History of CRJ
Founded in 1950
THE EARLY YEARS (1950-1970)
In 1948, a Liberal Jewish Fellowship was organized in Orlando, using visiting rabbis for High Holy Day services and other life-cycle events.
In 1950, this group chose the name “Temple of Liberal Judaism,” began planning for a building, located in downtown Orlando at Ferncreek Avenue and Robinson Street and joined the Union of American Hebrew Congregations. In 1952 the named changed from “Temple” to “Congregation” of Liberal Judaism and its membership was at 44 families and dues started at $65 per year.

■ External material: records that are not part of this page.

//! Per-object events: creation, update, deletion

use serde::{Deserialize, Serialize};

use super::ids::{ObjectBranchId, Revision};
use super::value::{Value, Values};

/// Creation of a versioned object, carrying its full value set.
#[derive(Debug, Clone, PartialEq, Serialize, Deserialize)]
pub struct ItemCreation {
    /// Revision of the change-set this event belongs to
    pub revision: Revision,
    /// Created object
    pub object_id: ObjectBranchId,
    /// Initial attribute values
    #[serde(default)]
    pub values: Values,
}

impl ItemCreation {
    /// Create a creation event without values.
    pub fn new(revision: Revision, object_id: ObjectBranchId) -> Self {
        Self {
            revision,
            object_id,
            values: Values::new(),
        }
    }

    /// Builder-style value setter.
    pub fn with_value(mut self, attribute: impl Into<String>, value: impl Into<Value>) -> Self {
        self.values.insert(attribute.into(), value.into());
        self
    }
}

/// Change of some attributes of an existing object.
#[derive(Debug, Clone, PartialEq, Serialize, Deserialize)]
pub struct ItemUpdate {
    /// Revision of the change-set this event belongs to
    pub revision: Revision,
    /// Changed object
    pub object_id: ObjectBranchId,
    /// New values of the changed attributes only
    #[serde(default)]
    pub values: Values,
    /// Previous values of the changed attributes, if the store tracks them
    #[serde(default, skip_serializing_if = "Option::is_none")]
    pub old_values: Option<Values>,
}

impl ItemUpdate {
    /// Create an update. With `track_old_values` the event records previous values.
    pub fn new(revision: Revision, object_id: ObjectBranchId, track_old_values: bool) -> Self {
        Self {
            revision,
            object_id,
            values: Values::new(),
            old_values: track_old_values.then(Values::new),
        }
    }

    /// Record a changed attribute. The old value is dropped if old values are not tracked.
    pub fn set_value(&mut self, attribute: impl Into<String>, old: impl Into<Value>, new: impl Into<Value>) {
        let attribute = attribute.into();
        if let Some(old_values) = self.old_values.as_mut() {
            old_values.insert(attribute.clone(), old.into());
        }
        self.values.insert(attribute, new.into());
    }

    /// Builder-style variant of [`ItemUpdate::set_value`].
    pub fn with_value(mut self, attribute: impl Into<String>, old: impl Into<Value>, new: impl Into<Value>) -> Self {
        self.set_value(attribute, old, new);
        self
    }

    /// An update that changes nothing.
    pub fn is_noop(&self) -> bool {
        self.values.is_empty()
    }
}

/// Deletion of an object.
#[derive(Debug, Clone, PartialEq, Serialize, Deserialize)]
pub struct ItemDeletion {
    /// Revision of the change-set this event belongs to
    pub revision: Revision,
    /// Deleted object
    pub object_id: ObjectBranchId,
    /// Unused by deletions, kept for symmetry with the other item events
    #[serde(default, skip_serializing_if = "Values::is_empty")]
    pub values: Values,
}

impl ItemDeletion {
    /// Create a deletion event.
    pub fn new(revision: Revision, object_id: ObjectBranchId) -> Self {
        Self {
            revision,
            object_id,
            values: Values::new(),
        }
    }
}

In 1953, Rabbi David Susskind of Cleveland, Ohio, was hired as the congregation’s first rabbi. That year, CLJ held its first confirmation (with two students), first wedding and first bar mitzvah. Rabbi Susskind he left for St. Petersburg in 1956 and was replaced by Rabbi Henry Leon Shwartz. By 1958, membership had more than doubled to 107 families and Rabbi Shwartz’s resignation in 1962, brought Rabbi Benno Wallach to the pulpit. In 1963 with increasing membership to 165 families land was acquired for the synagogue’s present site, at 928 Malone Drive. The building was completed in 1970, and at that time, Rabbi Larry Halpern became the new rabbi.
THE MIDDLE YEARS (1971-1996)
Rabbi Halpern would lead the congregation for the next 25 years.

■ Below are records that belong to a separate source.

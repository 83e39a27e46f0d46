//! ChangeSet - one atomic unit of history
//!
//! A change-set owns its events in four ordered groups plus an optional commit
//! marker. The group order is fixed:
//!
//! branches → deletions → creations → updates → commit
//!
//! Deletions precede creations so an identity can be deleted and recreated
//! (with a different attribute shape) inside one revision.

use std::fmt;

use serde::{Deserialize, Serialize};

use super::branch::BranchEvent;
use super::commit::CommitEvent;
use super::ids::{ObjectBranchId, Revision};
use super::item::{ItemCreation, ItemDeletion, ItemUpdate};

/// Discriminant of the five event kinds, in processing order.
#[derive(Debug, Clone, Copy, PartialEq, Eq, PartialOrd, Ord, Hash, Serialize, Deserialize)]
#[serde(rename_all = "snake_case")]
pub enum EventKind {
    Branch,
    Deletion,
    Creation,
    Update,
    Commit,
}

impl EventKind {
    /// Lower-case name used in logs.
    pub fn as_str(&self) -> &'static str {
        match self {
            EventKind::Branch => "branch",
            EventKind::Deletion => "deletion",
            EventKind::Creation => "creation",
            EventKind::Update => "update",
            EventKind::Commit => "commit",
        }
    }
}

impl fmt::Display for EventKind {
    fn fmt(&self, f: &mut fmt::Formatter<'_>) -> fmt::Result {
        f.write_str(self.as_str())
    }
}

/// An owned event of any kind.
#[derive(Debug, Clone, PartialEq, Serialize, Deserialize)]
#[serde(tag = "kind", rename_all = "snake_case")]
pub enum KnowledgeEvent {
    Branch(BranchEvent),
    Deletion(ItemDeletion),
    Creation(ItemCreation),
    Update(ItemUpdate),
    Commit(CommitEvent),
}

impl KnowledgeEvent {
    pub fn kind(&self) -> EventKind {
        self.view().kind()
    }

    pub fn revision(&self) -> Revision {
        self.view().revision()
    }

    pub fn view(&self) -> EventRef<'_> {
        match self {
            KnowledgeEvent::Branch(e) => EventRef::Branch(e),
            KnowledgeEvent::Deletion(e) => EventRef::Deletion(e),
            KnowledgeEvent::Creation(e) => EventRef::Creation(e),
            KnowledgeEvent::Update(e) => EventRef::Update(e),
            KnowledgeEvent::Commit(e) => EventRef::Commit(e),
        }
    }
}

/// Borrowed view of one event.
#[derive(Debug, Clone, Copy, PartialEq)]
pub enum EventRef<'a> {
    Branch(&'a BranchEvent),
    Deletion(&'a ItemDeletion),
    Creation(&'a ItemCreation),
    Update(&'a ItemUpdate),
    Commit(&'a CommitEvent),
}

impl<'a> EventRef<'a> {
    pub fn kind(&self) -> EventKind {
        match self {
            EventRef::Branch(_) => EventKind::Branch,
            EventRef::Deletion(_) => EventKind::Deletion,
            EventRef::Creation(_) => EventKind::Creation,
            EventRef::Update(_) => EventKind::Update,
            EventRef::Commit(_) => EventKind::Commit,
        }
    }

    pub fn revision(&self) -> Revision {
        match self {
            EventRef::Branch(e) => e.revision,
            EventRef::Deletion(e) => e.revision,
            EventRef::Creation(e) => e.revision,
            EventRef::Update(e) => e.revision,
            EventRef::Commit(e) => e.revision,
        }
    }

    /// The touched object, for item events.
    pub fn object_id(&self) -> Option<&'a ObjectBranchId> {
        match self {
            EventRef::Deletion(e) => Some(&e.object_id),
            EventRef::Creation(e) => Some(&e.object_id),
            EventRef::Update(e) => Some(&e.object_id),
            EventRef::Branch(_) | EventRef::Commit(_) => None,
        }
    }
}

/// Mutable view of one event, handed to visitors.
#[derive(Debug)]
pub enum EventMut<'a> {
    Branch(&'a mut BranchEvent),
    Deletion(&'a mut ItemDeletion),
    Creation(&'a mut ItemCreation),
    Update(&'a mut ItemUpdate),
    Commit(&'a mut CommitEvent),
}

/// One atomic unit of history, usually one commit of the source store.
#[derive(Debug, Clone, PartialEq, Serialize, Deserialize)]
pub struct ChangeSet {
    /// Revision of this change-set in its source timeline
    pub revision: Revision,
    #[serde(default, skip_serializing_if = "Vec::is_empty")]
    pub branch_events: Vec<BranchEvent>,
    #[serde(default, skip_serializing_if = "Vec::is_empty")]
    pub deletions: Vec<ItemDeletion>,
    #[serde(default, skip_serializing_if = "Vec::is_empty")]
    pub creations: Vec<ItemCreation>,
    #[serde(default, skip_serializing_if = "Vec::is_empty")]
    pub updates: Vec<ItemUpdate>,
    #[serde(default, skip_serializing_if = "Option::is_none")]
    pub commit: Option<CommitEvent>,
}

impl ChangeSet {
    /// Create an empty change-set for the given revision.
    pub fn new(revision: Revision) -> Self {
        Self {
            revision,
            branch_events: Vec::new(),
            deletions: Vec::new(),
            creations: Vec::new(),
            updates: Vec::new(),
            commit: None,
        }
    }

    /// Deep copy used when a rewriter forks the stream.
    pub fn copy(&self) -> Self {
        self.clone()
    }

    /// Route an owned event into its group. A second commit replaces the first.
    pub fn add(&mut self, event: KnowledgeEvent) {
        match event {
            KnowledgeEvent::Branch(e) => self.branch_events.push(e),
            KnowledgeEvent::Deletion(e) => self.deletions.push(e),
            KnowledgeEvent::Creation(e) => self.creations.push(e),
            KnowledgeEvent::Update(e) => self.updates.push(e),
            KnowledgeEvent::Commit(e) => self.commit = Some(e),
        }
    }

    pub fn with_branch(mut self, event: BranchEvent) -> Self {
        self.branch_events.push(event);
        self
    }

    pub fn with_deletion(mut self, event: ItemDeletion) -> Self {
        self.deletions.push(event);
        self
    }

    pub fn with_creation(mut self, event: ItemCreation) -> Self {
        self.creations.push(event);
        self
    }

    pub fn with_update(mut self, event: ItemUpdate) -> Self {
        self.updates.push(event);
        self
    }

    pub fn with_commit(mut self, event: CommitEvent) -> Self {
        self.commit = Some(event);
        self
    }

    /// All events in processing order.
    pub fn events(&self) -> impl Iterator<Item = EventRef<'_>> {
        self.branch_events
            .iter()
            .map(EventRef::Branch)
            .chain(self.deletions.iter().map(EventRef::Deletion))
            .chain(self.creations.iter().map(EventRef::Creation))
            .chain(self.updates.iter().map(EventRef::Update))
            .chain(self.commit.iter().map(EventRef::Commit))
    }

    /// Number of events including the commit marker.
    pub fn event_count(&self) -> usize {
        self.branch_events.len()
            + self.deletions.len()
            + self.creations.len()
            + self.updates.len()
            + usize::from(self.commit.is_some())
    }

    /// True if no event at all is left.
    pub fn is_empty(&self) -> bool {
        self.event_count() == 0
    }

    /// True if this change-set closes a revision.
    pub fn is_committed(&self) -> bool {
        self.commit.is_some()
    }

    /// Consume the change-set into its events, in processing order.
    pub fn into_events(self) -> Vec<KnowledgeEvent> {
        let mut events = Vec::with_capacity(self.event_count());
        events.extend(self.branch_events.into_iter().map(KnowledgeEvent::Branch));
        events.extend(self.deletions.into_iter().map(KnowledgeEvent::Deletion));
        events.extend(self.creations.into_iter().map(KnowledgeEvent::Creation));
        events.extend(self.updates.into_iter().map(KnowledgeEvent::Update));
        events.extend(self.commit.into_iter().map(KnowledgeEvent::Commit));
        events
    }
}

impl fmt::Display for ChangeSet {
    fn fmt(&self, f: &mut fmt::Formatter<'_>) -> fmt::Result {
        write!(
            f,
            "ChangeSet[r{}: {} branch, {} del, {} new, {} upd{}]",
            self.revision,
            self.branch_events.len(),
            self.deletions.len(),
            self.creations.len(),
            self.updates.len(),
            if self.commit.is_some() { ", committed" } else { "" }
        )
    }
}

#[cfg(test)]
mod tests {
    use super::*;
    use crate::event::ids::ObjectBranchId;
    use chrono::Utc;

    #[test]
    fn test_add_routes_into_canonical_order() {
        let id = ObjectBranchId::new(1, "Doc", "d1");
        let mut cs = ChangeSet::new(4);
        cs.add(KnowledgeEvent::Commit(CommitEvent::new(4, "alice", Utc::now())));
        cs.add(KnowledgeEvent::Update(ItemUpdate::new(4, id.clone(), false).with_value("a", 1, 2)));
        cs.add(KnowledgeEvent::Creation(ItemCreation::new(4, id.clone())));
        cs.add(KnowledgeEvent::Deletion(ItemDeletion::new(4, id)));
        cs.add(KnowledgeEvent::Branch(BranchEvent::new(4, 2, 1, 3)));

        let kinds: Vec<_> = cs.events().map(|e| e.kind()).collect();
        assert_eq!(
            kinds,
            vec![
                EventKind::Branch,
                EventKind::Deletion,
                EventKind::Creation,
                EventKind::Update,
                EventKind::Commit
            ]
        );
        assert_eq!(cs.event_count(), 5);
    }

    #[test]
    fn test_copy_is_independent() {
        let id = ObjectBranchId::new(1, "Doc", "d1");
        let original = ChangeSet::new(2).with_creation(ItemCreation::new(2, id).with_value("title", "x"));
        let mut copy = original.copy();
        copy.creations[0].values.clear();

        assert_eq!(original.creations[0].values.len(), 1);
        assert_ne!(original, copy);
    }

    #[test]
    fn test_json_round_trip_keeps_groups() {
        let id = ObjectBranchId::new(1, "Doc", "d1");
        let cs = ChangeSet::new(7)
            .with_deletion(ItemDeletion::new(7, id.clone()))
            .with_creation(ItemCreation::new(7, id));
        let json = serde_json::to_string(&cs).unwrap();
        let back: ChangeSet = serde_json::from_str(&json).unwrap();
        assert_eq!(back, cs);
    }
}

By the time CLJ approached its 25th anniversary in the mid-1970s, membership had grown to 320 families. As the congregation grew, so did CLJ’s building. A formal sanctuary and mini sanctuary was completed in 1982. In 1986, four more classrooms where added to the original eight. CLJ also added a media center. During that time, Cantor Harold Dworkin served as the congregation’s cantor. The media center that he envisioned and helped create is now named the Cantor Harold Dworkin Learning Resource Center.

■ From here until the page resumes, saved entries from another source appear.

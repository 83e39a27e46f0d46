//! Identity translation into the destination schema
//!
//! The last stage of every replay. Each type name reaching the destination,
//! whether in an object identity, an object key or a branched type set, must
//! resolve in the destination registry.

use std::collections::BTreeSet;

use serde::{Deserialize, Serialize};
use tracing::warn;

use crate::event::{BranchEvent, ChangeSet, ItemCreation, ItemDeletion, ItemUpdate, ObjectBranchId, Value, Values};
use crate::rewrite::{EventRewriter, EventSink, RewriteError, RewriteResult};
use crate::schema::TypeRegistry;
use crate::visit::{rewrite_visiting, EventVisitor, Outcome};

/// What to do with events whose type the destination does not know.
#[derive(Debug, Clone, Copy, PartialEq, Eq, Default, Serialize, Deserialize)]
#[serde(rename_all = "kebab-case")]
pub enum UnknownTypePolicy {
    /// Abort the replay.
    #[default]
    Fail,
    /// Drop the event and keep going.
    Skip,
}

pub struct IdentityTranslator {
    known_types: BTreeSet<String>,
    policy: UnknownTypePolicy,
    skipped: u64,
}

impl IdentityTranslator {
    pub fn new(destination: &dyn TypeRegistry, policy: UnknownTypePolicy) -> Self {
        Self {
            known_types: destination.type_names().into_iter().map(str::to_string).collect(),
            policy,
            skipped: 0,
        }
    }

    /// Events dropped so far under [`UnknownTypePolicy::Skip`].
    pub fn skipped(&self) -> u64 {
        self.skipped
    }

    fn unknown(&mut self, type_name: &str, context: String) -> RewriteResult<Outcome> {
        match self.policy {
            UnknownTypePolicy::Fail => Err(RewriteError::UnknownType {
                type_name: type_name.to_string(),
                context,
            }),
            UnknownTypePolicy::Skip => {
                warn!(type_name, context = %context, "Skipping event of unknown type");
                self.skipped += 1;
                Ok(Outcome::Skip)
            }
        }
    }

    fn translate_item(
        &mut self,
        id: &ObjectBranchId,
        values: &Values,
        old_values: Option<&Values>,
        kind: &str,
    ) -> RewriteResult<Outcome> {
        if !self.known_types.contains(&id.object_type) {
            return self.unknown(&id.object_type, format!("{} of {}", kind, id));
        }
        let dangling = values
            .iter()
            .chain(old_values.into_iter().flatten())
            .find_map(|(name, value)| match value {
                Value::Key(key) if !self.known_types.contains(&key.object_type) => Some((name, key)),
                _ => None,
            });
        if let Some((name, key)) = dangling {
            let type_name = key.object_type.clone();
            return self.unknown(&type_name, format!("attribute '{}' of {} {}", name, kind, id));
        }
        Ok(Outcome::Apply)
    }
}

impl EventVisitor for IdentityTranslator {
    fn visit_branch(&mut self, event: &mut BranchEvent) -> RewriteResult<Outcome> {
        let unknown: Vec<String> = event
            .branched_type_names
            .iter()
            .filter(|name| !self.known_types.contains(*name))
            .cloned()
            .collect();
        for type_name in unknown {
            if self.policy == UnknownTypePolicy::Fail {
                return Err(RewriteError::UnknownType {
                    type_name,
                    context: format!("branch {}", event.branch_id),
                });
            }
            warn!(type_name = %type_name, branch = event.branch_id, "Unknown type removed from branch");
            event.branched_type_names.remove(&type_name);
        }
        Ok(Outcome::Apply)
    }

    fn visit_deletion(&mut self, event: &mut ItemDeletion) -> RewriteResult<Outcome> {
        self.translate_item(&event.object_id, &event.values, None, "deletion")
    }

    fn visit_creation(&mut self, event: &mut ItemCreation) -> RewriteResult<Outcome> {
        self.translate_item(&event.object_id, &event.values, None, "creation")
    }

    fn visit_update(&mut self, event: &mut ItemUpdate) -> RewriteResult<Outcome> {
        self.translate_item(&event.object_id, &event.values, event.old_values.as_ref(), "update")
    }
}

impl EventRewriter for IdentityTranslator {
    fn rewrite(&mut self, change_set: ChangeSet, sink: &mut dyn EventSink) -> RewriteResult<()> {
        rewrite_visiting(self, change_set, sink)
    }
}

Rabbi Halpern resigned on June 30, 1996 and Rabbi Selig Salkowitz became the interim rabbi at CLJ, and a search began for a permanent senior rabbi.
THE RECENT YEARS (1997-Today)
In June of 1997, Rabbi Steven Engel became the congregation’s fifth senior rabbi. By the year 2000, the congregation had grown to approximately 600 families. The staff also continued to grow, with the addition of a full-time director of education, an administrator and in 2002 Jacqueline Rawiszer became the congregation’s Cantorial Soloist. While working as the congregation’s Cantorial Soloist Jacqueline was accepted into the School of Sacred Music/Hebrew Union College in 2003 and was invested as a Cantor in 2007. Another changed occurred in 2005, when the Congregation of Liberal Judaism changed its name to the Congregation of Reform Judaism. The move was made to further clarify the temple’s mission and reflect its focus on Reform Judaism. At the time, CRJ’s membership peaked with more than 700 families. To this day, CRJ continues to be one of the largest, most dynamic and vibrant centers for Jewish life in Central Florida.